Thoreau’s sense of his practical purpose corresponds to his sense that he lives in a time of acute moral crisis. He sees in his neighbors is a sort of  moral paralysis, as a result of their having accommodated themselves to the evil of slavery. (When he also condemns the Mexican War, it is not as a separate grievance, but a sign of this same paralysis – the proof of how far the U.S. is beholden to slave-holders’ interests.  The Mexican War’s plainly foreseeable result was to add more slave-holding states to the Union, further entrenching the Southern bloc.)    That slavery is an enormous evil, Thoreau finds too obvious to need any argument.  He presumes that his neighbors should accept this as an uncontroversial moral truth, in the abstract.   What’s controversial is whether there’s anything to be done about it, in the present political circumstances.   Thoreau knows all too well that virtually none of his neighbors think that there is.   Yet he also knows that they acknowledge, in principle, that a government might be resisted.   After all, the United States owes its own legitimacy to that very principle.

All men recognize the right of revolution; that is, the right to refuse allegiance and to resist the government, when its tyranny or its inefficiency are great and unendurable.  But almost all say that such is not the case now. But such was the case, they think, in the Revolution of ’75. 

He is referring, of course, to the American Revolution —  giving its date as the one most hallowed by his neighbors.  The year 1775 was the date of the Concord militia’s first pitched battle with the British, preceding the Declaration of Independence by more than a year. If resistance was justified then, Thoreau asks, how can it not also be warranted now?

If one were to tell me that this was a bad government because it taxed certain foreign commodities brought to its ports, it is more probable that I should not make an ado about it, for I can do without them: all machines have their friction, and possibly this does enough good to counterbalance the evil.  But when that friction comes to have its machine, and oppression and robbery are organized, I say, let us not have such a machine any longer.

Thoreau is fully prepared to grant that some evils are to be borne with, as the price to be paid for political institutions.

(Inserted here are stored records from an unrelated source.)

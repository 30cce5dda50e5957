use actix_cors::Cors;

/// 投票页面与结果页面可能部署在不同域名下
pub fn create_cors() -> Cors {
    Cors::default()
        .allow_any_origin()
        .allowed_methods(vec!["GET", "POST", "OPTIONS"])
        .allow_any_header()
        .expose_headers(vec!["Content-Disposition"])
        .max_age(3600)
}
use miette::Diagnostic;
use thiserror::Error;

use crate::{environment::EnvVarError, protocol::ParseHookTypeError};

#[derive(Debug, Error, Diagnostic)]
pub enum AppError {
    #[error("could not resolve user home/config directory")]
    #[diagnostic(
        code(hookgate::config::paths),
        help("Set HOME, then retry `hookgate serve`.")
    )]
    HomeDirUnavailable,

    #[error("failed to load config")]
    #[diagnostic(
        code(hookgate::config::load),
        help("Fix the config file syntax or remove it to fall back to defaults.")
    )]
    ConfigLoad,

    #[error(transparent)]
    #[diagnostic(
        code(hookgate::hook::kind),
        help("Valid hook types are `pre-receive` and `post-receive`.")
    )]
    UnknownHookType(#[from] ParseHookTypeError),

    #[error("hook invocation environment is incomplete")]
    #[diagnostic(
        code(hookgate::hook::environment),
        help("The HOOKGATE_* variables are injected by the server; run this command from a VCS hook it launched.")
    )]
    Environment(#[from] EnvVarError),

    #[error(transparent)]
    Io(#[from] std::io::Error),
}

pub type Result<T> = std::result::Result<T, AppError>;
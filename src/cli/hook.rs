use tokio::net::TcpStream;
use tokio_util::codec::Framed;
use tracing::info;

use super::HookArgs;
use crate::{
    environment::InvocationEnv,
    errors::Result,
    protocol::{self, DEFAULT_MAX_FRAME_BYTES, HookResponse, HookType, ProtocolError, Severity},
};

pub async fn execute(args: HookArgs) -> Result<()> {
    let hook_type: HookType = args.hook_type.parse()?;
    let env = InvocationEnv::from_env()?;

    let response = match call_server(&env, hook_type).await {
        Ok(response) => response,
        Err(err) => {
            // No decision from the server means the operation must not
            // go through.
            eprintln!("hook channel unavailable — aborting for safety ({err})");
            std::process::exit(2);
        }
    };

    for message in &response.messages {
        match message.severity {
            Severity::Note => println!("{}", message.text),
            Severity::Error => eprintln!("{}", message.text),
        }
    }

    if response.abort {
        std::process::exit(1);
    }

    info!(
        hook = %hook_type,
        transaction_id = %env.transaction_id,
        repository_id = %env.repository_id,
        "hook accepted"
    );
    Ok(())
}

async fn call_server(
    env: &InvocationEnv,
    hook_type: HookType,
) -> std::result::Result<HookResponse, ProtocolError> {
    let stream = TcpStream::connect((env.host.as_str(), env.port)).await?;
    let mut framed = Framed::new(stream, protocol::codec(DEFAULT_MAX_FRAME_BYTES));
    protocol::send(&mut framed, &env.to_request(hook_type)).await?;
    protocol::receive(&mut framed).await
}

His are not the “politics of absolute ends,” if that’s taken to imply an unbending intolerance for human failings and flawed institutions.   But slavery is an evil apart.


2.   How is it that readers like Arendt have seen  Thoreau’s stance in “Civil Disobedience” as essentially apolitical, despite all of this?  There’s a tendency to discount his political seriousness, on account of some other things that he also says.    Arendt quotes a number of strongly-worded statements from this same essay of his that seem to express a willful indifference to public affairs, shrugging off any positive political duty.  “I am not responsible for the successful workings of the machinery of society,” he says. “I am not the son of the engineer.”  Again: “It is not a man’s duty, as a matter of course, to eradicate any, even the greatest of evils.”  Do statements like these betray an apolitical, even anti-political attitude?   Is his thinking, at best, shot through with ambivalence?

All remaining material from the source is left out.